Turn on cable news, and the guests who opine on the weighty public policy questions of the day quite often have some title like “chief economist” underneath their name. And there are economists sprinkled throughout the government — there is an entire council of them advising the president in most administrations, if not yet in this one.
But as much as we love economics here — this column is named Economic View, after all — there just may be a downside to this one academic discipline having such primacy in shaping public policy.
They say when all you have is a hammer, every problem looks like a nail. And the risk is that when every policy adviser is an economist, every problem looks like inadequate per-capita gross domestic product.
Another academic discipline may not have the ear of presidents but may actually do a better job of explaining what has gone wrong in large swaths of the United States and other advanced nations in recent years.

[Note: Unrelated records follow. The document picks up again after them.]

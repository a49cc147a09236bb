//! Remote Document Store
//!
//! JSON documents addressed by slash-separated paths. The live backend is a
//! Firebase Realtime Database reached over REST; every path maps to
//! `{base}{path}.json`.

mod firebase;
#[cfg(test)]
mod memory;

use std::fmt;

use async_trait::async_trait;
use percent_encoding::{utf8_percent_encode, AsciiSet, CONTROLS};
use serde_json::Value;
use thiserror::Error;

pub use firebase::FirebaseStore;
#[cfg(test)]
pub use memory::{MemoryStore, StoreCall};

#[derive(Clone, Copy, Debug, PartialEq, Eq)]
pub enum Method {
    Get,
    Post,
    Put,
    Patch,
    Delete,
}

impl fmt::Display for Method {
    fn fmt(&self, f: &mut fmt::Formatter<'_>) -> fmt::Result {
        f.write_str(match self {
            Method::Get => "GET",
            Method::Post => "POST",
            Method::Put => "PUT",
            Method::Patch => "PATCH",
            Method::Delete => "DELETE",
        })
    }
}

#[derive(Debug, Error)]
pub enum StoreError {
    #[error("{method} {path} failed: {source}")]
    Http {
        method: Method,
        path: String,
        #[source]
        source: reqwest::Error,
    },

    #[error("{method} {path} returned HTTP {status}")]
    Status { method: Method, path: String, status: u16 },

    #[error("could not decode {path}: {source}")]
    Decode {
        path: String,
        #[source]
        source: serde_json::Error,
    },

    #[error("could not encode body for {path}: {source}")]
    Encode {
        path: String,
        #[source]
        source: serde_json::Error,
    },

    #[error("POST {path} did not return a key")]
    MissingKey { path: String },
}

/// Path-addressed JSON document store
#[async_trait(?Send)]
pub trait DocumentStore {
    /// Document at `path`, or `Value::Null` when nothing is stored there
    async fn get(&self, path: &str) -> Result<Value, StoreError>;

    /// Append under `path`; returns the generated key
    async fn post(&self, path: &str, body: &Value) -> Result<String, StoreError>;

    /// Replace the document at `path`
    async fn put(&self, path: &str, body: &Value) -> Result<(), StoreError>;

    /// Merge top-level fields into the document at `path`
    async fn patch(&self, path: &str, body: &Value) -> Result<(), StoreError>;

    async fn delete(&self, path: &str) -> Result<(), StoreError>;
}

/// Characters that cannot appear raw inside one path segment
const SEGMENT: &AsciiSet = &CONTROLS
    .add(b' ')
    .add(b'"')
    .add(b'#')
    .add(b'%')
    .add(b'/')
    .add(b'?')
    .add(b'<')
    .add(b'>')
    .add(b'`')
    .add(b'{')
    .add(b'}');

/// Join `collection` and `key` into a document path, escaping the key.
pub fn doc_path(collection: &str, key: &str) -> String {
    format!("{}/{}", collection, utf8_percent_encode(key, SEGMENT))
}

/// Serialize a request body
pub fn encode<T: serde::Serialize>(path: &str, body: &T) -> Result<Value, StoreError> {
    serde_json::to_value(body).map_err(|source| StoreError::Encode { path: path.to_string(), source })
}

Sociologists spend their careers trying to understand how societies work. And some of the most pressing problems in big chunks of the United States may show up in economic data as low employment levels and stagnant wages but are also evident in elevated rates of depression, drug addiction and premature death. In other words, economics is only a piece of a broader, societal problem. So maybe the people who study just that could be worth listening to.
“Once economists have the ears of people in Washington, they convince them that the only questions worth asking are the questions that economists are equipped to answer,” said Michèle Lamont, a Harvard sociologist and president of the American Sociological Association. “That’s not to take anything away from what they do. It’s just that many of the answers they give are very partial.”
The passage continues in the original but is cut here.